SPECIAL REPORT: U.S. security rules create trade insecurity, Canadian group says

| 1/24/2003

The growing list of new U.S. security measures under the U.S. Homeland Security Bill and the U.S. Trade Act would harm just-in-time inventory systems and U.S.-Canadian trade, according to the Canadian Trucking Alliance.

Last week, U.S. officials proposed a system requiring the electronic submission of cargo data to the U.S. Customs Service four hours before a truck is loaded in Canada for shipment to the United States and 24 hours prior to loading a truck in the United States destined for Canada.

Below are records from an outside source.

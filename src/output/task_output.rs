// src/output/task_output.rs

//! Per-run coordinator of stage output.
//!
//! [`TaskOutput`] owns the decorator selected for the run. For every running
//! stage it fans the process's stdout and stderr into:
//! - the stage-scoped decorator (terminal rendering),
//! - the stage's per-channel log sink,
//! - an in-memory capture buffer handed back once both streams end.
//!
//! Each channel is read by its own Tokio task. Bytes of one channel reach
//! every destination in order; the two channels interleave freely. The
//! capture buffer and scoped decorator are shared by both readers and sit
//! behind one mutex, so both destinations observe the same interleaving.

use std::io;
use std::sync::{Arc, Mutex};

use tokio::io::{AsyncRead, AsyncReadExt};
use tokio::sync::oneshot;
use tokio::task::JoinError;
use tracing::{debug, warn};

use crate::errors::Result;
use crate::output::cockpit::CockpitOutputWriter;
use crate::output::decorator::{self, DecoratedOutputWriter, OutputConfig};
use crate::output::prefixed::PrefixedOutputWriter;
use crate::output::raw::RawOutputWriter;
use crate::output::sink::{lock_unpoisoned, LogSink};
use crate::scheduler::Stage;
use crate::types::OutputFormat;

/// Which process stream a reader consumes.
#[derive(Debug, Clone, Copy, PartialEq, Eq)]
pub enum Channel {
    Stdout,
    Stderr,
}

impl Channel {
    pub fn as_str(&self) -> &'static str {
        match self {
            Channel::Stdout => "stdout",
            Channel::Stderr => "stderr",
        }
    }
}

/// What one channel reader did.
#[derive(Debug, Clone, Default, PartialEq, Eq)]
pub struct ChannelReport {
    /// Bytes read from the handle (and fanned out).
    pub bytes: usize,
    /// Read error that ended the reader early, if any.
    pub error: Option<String>,
}

/// Diagnostics of one `stream` call.
#[derive(Debug, Clone, Default, PartialEq, Eq)]
pub struct StreamReport {
    pub stdout: ChannelReport,
    pub stderr: ChannelReport,
}

impl StreamReport {
    pub fn has_errors(&self) -> bool {
        self.stdout.error.is_some() || self.stderr.error.is_some()
    }
}

/// Destinations shared by both readers of one stage.
struct SharedTargets {
    capture: Vec<u8>,
    decorator: Arc<dyn DecoratedOutputWriter>,
}

pub struct TaskOutput {
    /// Guards acquisition of stage-scoped decorators only.
    decorator: Mutex<Arc<dyn DecoratedOutputWriter>>,
    /// Run-wide shutdown signal; taken on the first `close`.
    close_tx: Mutex<Option<oneshot::Sender<()>>>,
    chunk_size: usize,
}

impl TaskOutput {
    /// Build the coordinator with one of the built-in decorators.
    pub fn new(format: OutputFormat, config: OutputConfig) -> Self {
        Self::with_decorator(&config, |config, shutdown| {
            let dst = config.destination.clone();
            let decorator: Arc<dyn DecoratedOutputWriter> = match format {
                OutputFormat::Raw => Arc::new(RawOutputWriter::new(dst)),
                OutputFormat::Prefixed => Arc::new(PrefixedOutputWriter::new(dst, config.colors)),
                OutputFormat::Cockpit => {
                    CockpitOutputWriter::new(dst, config.colors, config.live, shutdown)
                }
            };
            decorator
        })
    }

    /// Build the coordinator from a mode tag (`raw`, `prefixed`, `cockpit`).
    ///
    /// An unknown tag fails before any decorator is created.
    pub fn from_name(format: &str, config: OutputConfig) -> Result<Self> {
        let format: OutputFormat = format.parse()?;
        Ok(Self::new(format, config))
    }

    /// Build the coordinator around a custom renderer.
    ///
    /// `make` receives the run-wide shutdown signal; renderers that do not
    /// care about it may drop it.
    pub fn with_decorator<F>(config: &OutputConfig, make: F) -> Self
    where
        F: FnOnce(&OutputConfig, oneshot::Receiver<()>) -> Arc<dyn DecoratedOutputWriter>,
    {
        let (close_tx, close_rx) = oneshot::channel();
        Self {
            decorator: Mutex::new(make(config, close_rx)),
            close_tx: Mutex::new(Some(close_tx)),
            chunk_size: config.chunk_size.max(1),
        }
    }

    /// Write the stage header. Call once per stage run, before `stream`.
    pub fn start(&self, stage: &Stage) -> io::Result<()> {
        let decorator = Arc::clone(&*lock_unpoisoned(&self.decorator));
        decorator.write_header(stage)
    }

    /// Write the stage footer. Call once per stage run, after `stream`.
    pub fn finish(&self, stage: &Stage) -> io::Result<()> {
        let decorator = Arc::clone(&*lock_unpoisoned(&self.decorator));
        decorator.write_footer(stage)
    }

    /// Stream a stage's stdout and stderr until both reach end-of-stream.
    ///
    /// The captured bytes are sent through `out` exactly once; consuming the
    /// sender closes the channel. Read and write failures are diagnostics
    /// only: they show up in the returned report and in the logs, never as
    /// an error.
    pub async fn stream<O, E>(
        &self,
        stage: &Stage,
        stdout: O,
        stderr: E,
        out: oneshot::Sender<Vec<u8>>,
    ) -> StreamReport
    where
        O: AsyncRead + Send + Unpin + 'static,
        E: AsyncRead + Send + Unpin + 'static,
    {
        let scoped = {
            let guard = lock_unpoisoned(&self.decorator);
            Arc::clone(&*guard).for_task(stage)
        };

        let targets = Arc::new(Mutex::new(SharedTargets {
            capture: Vec::new(),
            decorator: scoped,
        }));

        let stdout_reader = tokio::spawn(pipe(
            Channel::Stdout,
            stage.name.clone(),
            stdout,
            Arc::clone(&targets),
            stage.log.stdout.clone(),
            self.chunk_size,
        ));
        let stderr_reader = tokio::spawn(pipe(
            Channel::Stderr,
            stage.name.clone(),
            stderr,
            Arc::clone(&targets),
            stage.log.stderr.clone(),
            self.chunk_size,
        ));

        let (stdout_res, stderr_res) = tokio::join!(stdout_reader, stderr_reader);
        let report = StreamReport {
            stdout: reader_report(&stage.name, Channel::Stdout, stdout_res),
            stderr: reader_report(&stage.name, Channel::Stderr, stderr_res),
        };

        let captured = std::mem::take(&mut lock_unpoisoned(&targets).capture);
        if out.send(captured).is_err() {
            debug!(stage = %stage.name, "capture receiver dropped before delivery");
        }

        report
    }

    /// Fire the run-wide shutdown signal.
    ///
    /// Only the first call fires; it returns `true`. Later calls do nothing
    /// and return `false`.
    pub fn close(&self) -> bool {
        let sender = lock_unpoisoned(&self.close_tx).take();
        match sender {
            Some(tx) => {
                // Decorators without a shutdown hook dropped the receiver.
                let _ = tx.send(());
                debug!("task output closed");
                true
            }
            None => {
                warn!("task output closed more than once; ignoring");
                false
            }
        }
    }

    pub fn is_closed(&self) -> bool {
        lock_unpoisoned(&self.close_tx).is_none()
    }
}

fn reader_report(
    stage: &str,
    channel: Channel,
    res: std::result::Result<ChannelReport, JoinError>,
) -> ChannelReport {
    res.unwrap_or_else(|err| {
        warn!(stage = %stage, channel = channel.as_str(), error = %err, "stream reader task failed");
        ChannelReport {
            bytes: 0,
            error: Some(err.to_string()),
        }
    })
}

/// Copy `src` into the shared targets and the channel's log sink until
/// end-of-stream or a read error.
async fn pipe<R>(
    channel: Channel,
    stage: String,
    mut src: R,
    targets: Arc<Mutex<SharedTargets>>,
    log: LogSink,
    chunk_size: usize,
) -> ChannelReport
where
    R: AsyncRead + Unpin,
{
    let mut buf = vec![0u8; chunk_size];
    let mut report = ChannelReport::default();

    loop {
        let n = match src.read(&mut buf).await {
            Ok(0) => break,
            Ok(n) => n,
            Err(err) if err.kind() == io::ErrorKind::Interrupted => continue,
            Err(err) => {
                debug!(
                    stage = %stage,
                    channel = channel.as_str(),
                    error = %err,
                    "stream read failed; stopping this channel"
                );
                report.error = Some(err.to_string());
                break;
            }
        };

        let chunk = &buf[..n];
        report.bytes += n;

        {
            let mut shared = lock_unpoisoned(&targets);
            shared.capture.extend_from_slice(chunk);
            if let Err(err) = decorator::write_all(shared.decorator.as_ref(), chunk) {
                debug!(
                    stage = %stage,
                    channel = channel.as_str(),
                    error = %err,
                    "decorator write failed; output dropped"
                );
            }
        }

        if let Err(err) = log.write_all(chunk) {
            warn!(
                stage = %stage,
                channel = channel.as_str(),
                error = %err,
                "log sink write failed"
            );
        }
    }

    if let Err(err) = log.flush() {
        warn!(stage = %stage, channel = channel.as_str(), error = %err, "log sink flush failed");
    }

    report
}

David Bradley, CEO of the Canadian Trucking Alliance, said: "Carriers and shippers on both sides of the border are united in the view that these rules, if implemented, would cause mayhem within the North American supply chain and inventory-management systems. The proposed pre-notification time frames are unthinkable under just-in-time inventory systems."

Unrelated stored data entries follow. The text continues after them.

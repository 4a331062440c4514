// src/lib.rs

pub mod cli;
pub mod config;
pub mod errors;
pub mod exec;
pub mod logging;
pub mod output;
pub mod scheduler;
pub mod types;
pub mod variables;

use std::sync::Arc;

use anyhow::{anyhow, Result};
use colored::Colorize;
use tracing::{debug, info, warn};

use crate::cli::CliArgs;
use crate::config::loader::load_and_validate;
use crate::config::model::PipelineConfig;
use crate::exec::ShellExecutor;
use crate::output::{format_duration, OutputConfig, TaskOutput};
use crate::scheduler::{ExecutionGraph, RunSummary, Scheduler, StageStatus};
use crate::types::OutputFormat;

/// High-level entry point used by `main.rs`.
///
/// This wires together:
/// - pipeline loading and validation
/// - output mode selection
/// - execution graph, scheduler and shell executor
/// - Ctrl-C handling
pub async fn run(args: CliArgs) -> Result<()> {
    if args.no_color {
        colored::control::set_override(false);
    }

    let cfg = load_and_validate(&args.config)?;

    let tag = args
        .output
        .clone()
        .unwrap_or_else(|| cfg.config.output.clone());

    if args.dry_run {
        let format: OutputFormat = tag.parse()?;
        print_dry_run(&cfg, format)?;
        return Ok(());
    }

    let mut output_config = OutputConfig::default().with_chunk_size(cfg.config.chunk_size);
    if args.no_color {
        output_config = output_config.with_colors(false);
    }
    // Unknown tags fail here, before any stage runs.
    let output = Arc::new(TaskOutput::from_name(&tag, output_config)?);

    let graph = ExecutionGraph::from_config(&cfg)?;
    info!(pipeline = %graph.name(), output = %tag, "pipeline loaded");

    let scheduler = Arc::new(Scheduler::new(Arc::new(ShellExecutor::new()), output));

    // Ctrl-C → cancel the run; the scheduler settles every stage.
    {
        let scheduler = Arc::clone(&scheduler);
        tokio::spawn(async move {
            if let Err(e) = tokio::signal::ctrl_c().await {
                warn!(error = %e, "failed to listen for Ctrl+C");
                return;
            }
            scheduler.cancel();
        });
    }

    let summary = scheduler.schedule(&graph).await?;
    print_summary(&summary);

    if !summary.is_success() {
        return Err(anyhow!("pipeline '{}' failed", graph.name()));
    }
    Ok(())
}

/// Dry-run output: print stages in run order with their settings.
fn print_dry_run(cfg: &PipelineConfig, format: OutputFormat) -> Result<()> {
    let graph = ExecutionGraph::from_config(cfg)?;

    println!("taskpipe dry-run: {}", graph.name());
    println!("  config.output = {format}");
    println!("  config.chunk_size = {}", cfg.config.chunk_size);
    if let Some(ref dir) = cfg.config.log_dir {
        println!("  config.log_dir = {}", dir.display());
    }
    println!();

    println!("stages ({}):", graph.len());
    for stage in graph.stages() {
        println!("  - {}", stage.name);
        println!("      cmd: {}", stage.command());
        if !stage.depends_on.is_empty() {
            println!("      after: {:?}", stage.depends_on);
        }
        if !stage.dir.is_empty() {
            println!("      dir: {}", stage.dir);
        }
        if let Some(ref condition) = stage.condition {
            println!("      condition: {condition}");
        }
        if stage.allow_failure {
            println!("      allow_failure: true");
        }
        if !stage.env.is_empty() {
            let keys: Vec<&str> = stage.env.iter().map(|(k, _)| k).collect();
            println!("      env: {keys:?}");
        }
    }

    debug!("dry-run complete (no execution)");
    Ok(())
}

/// Per-stage status table printed after a run.
fn print_summary(summary: &RunSummary) {
    let width = summary
        .stages
        .iter()
        .map(|r| r.name.len())
        .max()
        .unwrap_or(0);

    println!();
    println!("{}", "Summary".bold());
    for report in &summary.stages {
        let padded = format!("{:<8}", report.status.as_str());
        let status = match report.status {
            StageStatus::Done => padded.as_str().green(),
            StageStatus::Error if report.allow_failure => padded.as_str().yellow(),
            StageStatus::Error => padded.as_str().red(),
            StageStatus::Canceled => padded.as_str().yellow(),
            _ => padded.as_str().dimmed(),
        };
        let exit = match report.exit_code {
            Some(code) if code != 0 => format!(" (exit {code})"),
            _ => String::new(),
        };
        println!(
            "  {:<width$}  {}  {}{}",
            report.name,
            status,
            format_duration(report.duration),
            exit
        );
    }
}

Bradley lobbied U.S. government and industry officials Jan. 23 to review U.S. security measures, especially the 24-hour rule. He said the technology required to implement the rule would be "enormously expensive for all carriers and would be prohibitive for many smaller carriers."

Too much security?

Bradley also worries about the new U.S. Safe Explosives Act, which will ban Canadian drivers from shipping explosives into the United States as of Jan. 24 because a technicality in the bill's language will "scupper," or destroy, gains made under the 30 Point Smart Border Plan.

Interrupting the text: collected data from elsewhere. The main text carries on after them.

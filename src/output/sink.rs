// src/output/sink.rs

//! Writers shared between concurrent producers.
//!
//! - [`SharedWriter`] is the destination every decorator renders into. It is
//!   shared by all running stages, so every write goes through one mutex.
//! - [`LogSink`] is a per-stage, per-channel durable log: an in-memory buffer
//!   that can additionally be teed into a file. Log files are only created
//!   once the sink is opened or first written, so building a pipeline never
//!   touches the logs of an earlier run.

use std::fmt;
use std::fs::{self, File};
use std::io::{self, Write};
use std::path::PathBuf;
use std::sync::{Arc, Mutex, MutexGuard, PoisonError};

/// Lock a mutex, recovering the data if a previous holder panicked.
///
/// Output plumbing never gives up on a destination because an unrelated
/// writer panicked mid-write.
pub(crate) fn lock_unpoisoned<T: ?Sized>(mutex: &Mutex<T>) -> MutexGuard<'_, T> {
    mutex.lock().unwrap_or_else(PoisonError::into_inner)
}

/// Cloneable handle to a mutex-guarded byte destination.
#[derive(Clone)]
pub struct SharedWriter {
    inner: Arc<Mutex<Box<dyn Write + Send>>>,
}

impl SharedWriter {
    pub fn new<W: Write + Send + 'static>(writer: W) -> Self {
        Self {
            inner: Arc::new(Mutex::new(Box::new(writer))),
        }
    }

    /// The process standard output.
    pub fn stdout() -> Self {
        Self::new(io::stdout())
    }

    /// Write the whole buffer and flush, holding the lock for both.
    pub fn write_all(&self, buf: &[u8]) -> io::Result<()> {
        let mut guard = lock_unpoisoned(&self.inner);
        guard.write_all(buf)?;
        guard.flush()
    }
}

impl fmt::Debug for SharedWriter {
    fn fmt(&self, f: &mut fmt::Formatter<'_>) -> fmt::Result {
        f.debug_struct("SharedWriter").finish_non_exhaustive()
    }
}

/// In-memory buffer that can be handed out to tests and shared with a
/// [`SharedWriter`] at the same time.
#[derive(Debug, Clone, Default)]
pub struct MemoryBuffer {
    inner: Arc<Mutex<Vec<u8>>>,
}

impl MemoryBuffer {
    pub fn new() -> Self {
        Self::default()
    }

    pub fn contents(&self) -> Vec<u8> {
        lock_unpoisoned(&self.inner).clone()
    }

    pub fn contents_lossy(&self) -> String {
        String::from_utf8_lossy(&self.contents()).into_owned()
    }
}

impl Write for MemoryBuffer {
    fn write(&mut self, buf: &[u8]) -> io::Result<usize> {
        lock_unpoisoned(&self.inner).extend_from_slice(buf);
        Ok(buf.len())
    }

    fn flush(&mut self) -> io::Result<()> {
        Ok(())
    }
}

struct LogSinkInner {
    buf: Vec<u8>,
    tee: Option<Box<dyn Write + Send>>,
    /// Log file not opened yet.
    pending: Option<PathBuf>,
}

/// Durable log of one output channel of one stage.
///
/// Bytes are always kept in memory; a tee writer (usually a log file) is
/// optional. Clones share the same underlying log.
#[derive(Clone)]
pub struct LogSink {
    inner: Arc<Mutex<LogSinkInner>>,
}

impl Default for LogSink {
    fn default() -> Self {
        Self::memory()
    }
}

impl LogSink {
    pub fn memory() -> Self {
        Self {
            inner: Arc::new(Mutex::new(LogSinkInner {
                buf: Vec::new(),
                tee: None,
                pending: None,
            })),
        }
    }

    pub fn with_tee<W: Write + Send + 'static>(writer: W) -> Self {
        Self {
            inner: Arc::new(Mutex::new(LogSinkInner {
                buf: Vec::new(),
                tee: Some(Box::new(writer)),
                pending: None,
            })),
        }
    }

    /// Tee every logged byte into `path`.
    ///
    /// The file (and its parent directories) is created, or truncated, by
    /// [`open`](Self::open) or the first write, not here.
    pub fn to_file(path: impl Into<PathBuf>) -> Self {
        Self {
            inner: Arc::new(Mutex::new(LogSinkInner {
                buf: Vec::new(),
                tee: None,
                pending: Some(path.into()),
            })),
        }
    }

    /// Create the log file if it is still pending. A no-op otherwise.
    pub fn open(&self) -> io::Result<()> {
        open_pending(&mut lock_unpoisoned(&self.inner))
    }

    /// Append `buf` to the log.
    ///
    /// The in-memory copy always succeeds; an error only reports a failing
    /// tee writer.
    pub fn write_all(&self, buf: &[u8]) -> io::Result<()> {
        let mut guard = lock_unpoisoned(&self.inner);
        guard.buf.extend_from_slice(buf);
        open_pending(&mut guard)?;
        match guard.tee.as_mut() {
            Some(tee) => tee.write_all(buf),
            None => Ok(()),
        }
    }

    pub fn flush(&self) -> io::Result<()> {
        let mut guard = lock_unpoisoned(&self.inner);
        match guard.tee.as_mut() {
            Some(tee) => tee.flush(),
            None => Ok(()),
        }
    }

    pub fn contents(&self) -> Vec<u8> {
        lock_unpoisoned(&self.inner).buf.clone()
    }

    pub fn len(&self) -> usize {
        lock_unpoisoned(&self.inner).buf.len()
    }

    pub fn is_empty(&self) -> bool {
        self.len() == 0
    }
}

fn open_pending(inner: &mut LogSinkInner) -> io::Result<()> {
    let Some(path) = inner.pending.take() else {
        return Ok(());
    };
    if let Some(parent) = path.parent() {
        if !parent.as_os_str().is_empty() {
            fs::create_dir_all(parent)?;
        }
    }
    inner.tee = Some(Box::new(File::create(&path)?));
    Ok(())
}

impl fmt::Debug for LogSink {
    fn fmt(&self, f: &mut fmt::Formatter<'_>) -> fmt::Result {
        let guard = lock_unpoisoned(&self.inner);
        f.debug_struct("LogSink")
            .field("len", &guard.buf.len())
            .field("tee", &guard.tee.is_some())
            .field("pending", &guard.pending)
            .finish()
    }
}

In addition, Bradley noted the Transportation Security Administration wants a Transportation Workers Identity Card that may or may not be available to Canadians. Moreover, there are the pending visa requirements for Canadian drivers from certain commonwealth countries.

"We are sympathetic to the very real concerns of the United States on security, and the trucking industry has supported the introduction of programs in Canada and the United States, but when do we say 'enough'? We are fast reaching the point where the world's largest trading partnership is being put in serious jeopardy," Bradley said.

Cabotage rules also a concern

While in the United States, Bradley also visited the Highway Committee of the National Industrial Transportation League, calling for reform of current North American cabotage rules.

He asked the shipper group to support rules modernization in both countries. Presently, Canadian and U.S. immigration laws are at odds with customs rules that allow point-to-point movements by Canadian or U.S. vehicles in the other country as part of an international movement or for the movement of empty trailers.

"Drivers moving empty trailers or switching trailers in the other country are not engaging in the local labor market," he said. "Modest reform of the immigration cabotage rules would create major opportunities for efficiency, productivity and service gains and would help carriers deal with the growing driver shortage and compliance with other regulatory requirements like hours of service."